*Collected data entries*.
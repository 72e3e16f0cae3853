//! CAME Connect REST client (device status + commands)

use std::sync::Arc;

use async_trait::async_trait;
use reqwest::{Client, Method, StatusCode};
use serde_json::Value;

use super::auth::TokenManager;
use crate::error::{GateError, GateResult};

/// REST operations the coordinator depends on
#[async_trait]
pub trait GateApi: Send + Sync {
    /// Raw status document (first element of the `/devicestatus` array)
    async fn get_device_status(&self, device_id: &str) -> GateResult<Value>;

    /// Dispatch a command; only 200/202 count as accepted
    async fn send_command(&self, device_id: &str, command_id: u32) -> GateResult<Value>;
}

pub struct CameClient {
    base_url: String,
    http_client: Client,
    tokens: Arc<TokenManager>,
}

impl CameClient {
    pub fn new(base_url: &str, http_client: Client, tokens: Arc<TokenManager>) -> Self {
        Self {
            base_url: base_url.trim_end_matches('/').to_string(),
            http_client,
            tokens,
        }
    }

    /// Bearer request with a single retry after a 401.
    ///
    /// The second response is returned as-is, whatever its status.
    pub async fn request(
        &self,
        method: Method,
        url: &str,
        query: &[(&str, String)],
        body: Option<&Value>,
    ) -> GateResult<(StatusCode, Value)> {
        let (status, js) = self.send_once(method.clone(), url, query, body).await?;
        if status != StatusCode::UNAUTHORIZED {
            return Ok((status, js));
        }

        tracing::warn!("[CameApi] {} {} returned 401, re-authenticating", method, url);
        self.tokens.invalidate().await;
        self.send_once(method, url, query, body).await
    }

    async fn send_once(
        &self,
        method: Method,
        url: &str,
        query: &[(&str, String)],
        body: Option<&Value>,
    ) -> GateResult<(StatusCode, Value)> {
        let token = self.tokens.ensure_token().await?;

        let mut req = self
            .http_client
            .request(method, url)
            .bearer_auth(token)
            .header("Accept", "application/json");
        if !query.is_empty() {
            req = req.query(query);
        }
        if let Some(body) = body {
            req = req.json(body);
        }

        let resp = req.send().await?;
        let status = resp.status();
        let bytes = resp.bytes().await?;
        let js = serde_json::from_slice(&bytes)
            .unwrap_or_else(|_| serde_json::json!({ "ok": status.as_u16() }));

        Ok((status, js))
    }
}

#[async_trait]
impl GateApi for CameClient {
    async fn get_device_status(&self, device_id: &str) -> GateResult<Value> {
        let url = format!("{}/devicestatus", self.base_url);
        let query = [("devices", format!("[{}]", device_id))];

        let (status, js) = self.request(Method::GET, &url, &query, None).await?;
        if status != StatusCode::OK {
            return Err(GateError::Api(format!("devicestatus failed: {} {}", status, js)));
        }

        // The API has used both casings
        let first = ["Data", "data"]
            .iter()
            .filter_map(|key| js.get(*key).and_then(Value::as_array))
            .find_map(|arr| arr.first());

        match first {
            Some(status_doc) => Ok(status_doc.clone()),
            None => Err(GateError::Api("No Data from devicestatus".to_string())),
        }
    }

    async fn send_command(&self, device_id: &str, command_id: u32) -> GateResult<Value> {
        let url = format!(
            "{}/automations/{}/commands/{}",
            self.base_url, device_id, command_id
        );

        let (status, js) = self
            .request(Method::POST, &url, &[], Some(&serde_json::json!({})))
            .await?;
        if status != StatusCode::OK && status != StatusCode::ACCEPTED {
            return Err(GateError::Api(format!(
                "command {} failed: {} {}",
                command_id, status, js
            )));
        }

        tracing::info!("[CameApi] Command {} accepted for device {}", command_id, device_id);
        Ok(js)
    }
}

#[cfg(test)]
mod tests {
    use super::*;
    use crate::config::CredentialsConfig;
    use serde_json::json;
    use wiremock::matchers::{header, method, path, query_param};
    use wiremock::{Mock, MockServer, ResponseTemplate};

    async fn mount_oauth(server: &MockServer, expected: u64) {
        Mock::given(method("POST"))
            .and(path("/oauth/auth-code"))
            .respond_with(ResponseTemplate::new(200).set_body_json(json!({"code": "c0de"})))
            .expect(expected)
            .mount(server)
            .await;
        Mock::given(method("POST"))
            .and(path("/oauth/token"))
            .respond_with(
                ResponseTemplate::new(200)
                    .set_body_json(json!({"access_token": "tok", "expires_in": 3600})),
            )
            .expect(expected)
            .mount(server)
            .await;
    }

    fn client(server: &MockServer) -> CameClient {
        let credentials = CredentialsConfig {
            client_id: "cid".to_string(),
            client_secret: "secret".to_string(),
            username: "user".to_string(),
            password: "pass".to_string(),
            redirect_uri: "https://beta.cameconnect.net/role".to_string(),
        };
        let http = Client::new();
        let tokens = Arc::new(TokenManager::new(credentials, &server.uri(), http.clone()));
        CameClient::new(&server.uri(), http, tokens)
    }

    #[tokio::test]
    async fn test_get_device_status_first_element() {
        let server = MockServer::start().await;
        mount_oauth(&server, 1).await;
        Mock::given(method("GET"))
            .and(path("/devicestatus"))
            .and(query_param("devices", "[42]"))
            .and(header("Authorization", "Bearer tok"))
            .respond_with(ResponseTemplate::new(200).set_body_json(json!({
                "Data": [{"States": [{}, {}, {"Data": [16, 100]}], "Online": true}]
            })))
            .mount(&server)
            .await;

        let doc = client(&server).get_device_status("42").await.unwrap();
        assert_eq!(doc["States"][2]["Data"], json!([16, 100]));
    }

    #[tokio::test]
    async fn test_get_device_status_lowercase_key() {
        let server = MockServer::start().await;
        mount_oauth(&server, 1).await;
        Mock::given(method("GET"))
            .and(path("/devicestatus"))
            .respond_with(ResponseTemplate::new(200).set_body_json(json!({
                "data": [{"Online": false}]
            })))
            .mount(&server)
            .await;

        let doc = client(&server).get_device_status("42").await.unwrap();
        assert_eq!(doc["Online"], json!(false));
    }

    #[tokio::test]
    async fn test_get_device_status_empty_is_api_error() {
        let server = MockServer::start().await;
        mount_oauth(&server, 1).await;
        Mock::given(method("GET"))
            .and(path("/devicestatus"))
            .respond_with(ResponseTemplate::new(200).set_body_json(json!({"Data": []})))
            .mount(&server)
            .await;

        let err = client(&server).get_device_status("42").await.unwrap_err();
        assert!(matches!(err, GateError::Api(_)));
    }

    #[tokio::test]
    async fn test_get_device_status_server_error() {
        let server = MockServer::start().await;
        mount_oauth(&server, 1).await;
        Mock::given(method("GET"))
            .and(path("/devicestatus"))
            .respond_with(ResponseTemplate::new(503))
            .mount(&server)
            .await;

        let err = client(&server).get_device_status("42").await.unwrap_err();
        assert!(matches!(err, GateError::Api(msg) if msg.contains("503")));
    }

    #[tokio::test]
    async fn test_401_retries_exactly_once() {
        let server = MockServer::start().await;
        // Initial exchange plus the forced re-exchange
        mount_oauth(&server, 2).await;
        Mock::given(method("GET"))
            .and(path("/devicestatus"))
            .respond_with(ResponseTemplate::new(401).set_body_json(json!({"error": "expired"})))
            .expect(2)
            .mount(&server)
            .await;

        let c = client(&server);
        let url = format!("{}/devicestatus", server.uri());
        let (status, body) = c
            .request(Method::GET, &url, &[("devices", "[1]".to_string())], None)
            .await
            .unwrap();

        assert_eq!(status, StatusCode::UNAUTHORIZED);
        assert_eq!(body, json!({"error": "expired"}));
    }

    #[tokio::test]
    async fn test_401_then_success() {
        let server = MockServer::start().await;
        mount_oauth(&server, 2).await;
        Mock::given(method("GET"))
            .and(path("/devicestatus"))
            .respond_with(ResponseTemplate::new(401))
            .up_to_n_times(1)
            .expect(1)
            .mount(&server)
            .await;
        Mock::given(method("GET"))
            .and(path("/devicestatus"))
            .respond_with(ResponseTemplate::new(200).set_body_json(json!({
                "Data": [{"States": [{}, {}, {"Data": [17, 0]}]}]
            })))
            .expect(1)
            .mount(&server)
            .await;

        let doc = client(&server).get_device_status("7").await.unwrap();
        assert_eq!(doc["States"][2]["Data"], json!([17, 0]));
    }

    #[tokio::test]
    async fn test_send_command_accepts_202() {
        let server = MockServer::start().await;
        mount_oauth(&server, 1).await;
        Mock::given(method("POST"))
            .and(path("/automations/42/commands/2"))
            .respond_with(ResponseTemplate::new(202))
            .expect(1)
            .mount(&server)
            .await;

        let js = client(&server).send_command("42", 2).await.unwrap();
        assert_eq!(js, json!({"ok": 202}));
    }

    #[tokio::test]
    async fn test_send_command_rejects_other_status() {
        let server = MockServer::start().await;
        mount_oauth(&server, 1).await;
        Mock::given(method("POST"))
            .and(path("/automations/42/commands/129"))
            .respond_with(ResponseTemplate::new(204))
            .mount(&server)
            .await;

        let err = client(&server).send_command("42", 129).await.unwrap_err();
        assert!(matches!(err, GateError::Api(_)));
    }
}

*TASK OBJECTIVE*.
Stop after the line containing "url, query, body).await?;": print exactly the lines from the start of the entries above up to it, that line included.

*WRITTEN SOLUTION*.
repository 72e3e16f0cae3853
//! CAME Connect REST client (device status + commands)

use std::sync::Arc;

use async_trait::async_trait;
use reqwest::{Client, Method, StatusCode};
use serde_json::Value;

use super::auth::TokenManager;
use crate::error::{GateError, GateResult};

/// REST operations the coordinator depends on
#[async_trait]
pub trait GateApi: Send + Sync {
    /// Raw status document (first element of the `/devicestatus` array)
    async fn get_device_status(&self, device_id: &str) -> GateResult<Value>;

    /// Dispatch a command; only 200/202 count as accepted
    async fn send_command(&self, device_id: &str, command_id: u32) -> GateResult<Value>;
}

pub struct CameClient {
    base_url: String,
    http_client: Client,
    tokens: Arc<TokenManager>,
}

impl CameClient {
    pub fn new(base_url: &str, http_client: Client, tokens: Arc<TokenManager>) -> Self {
        Self {
            base_url: base_url.trim_end_matches('/').to_string(),
            http_client,
            tokens,
        }
    }

    /// Bearer request with a single retry after a 401.
    ///
    /// The second response is returned as-is, whatever its status.
    pub async fn request(
        &self,
        method: Method,
        url: &str,
        query: &[(&str, String)],
        body: Option<&Value>,
    ) -> GateResult<(StatusCode, Value)> {
        let (status, js) = self.send_once(method.clone(), url, query, body).await?;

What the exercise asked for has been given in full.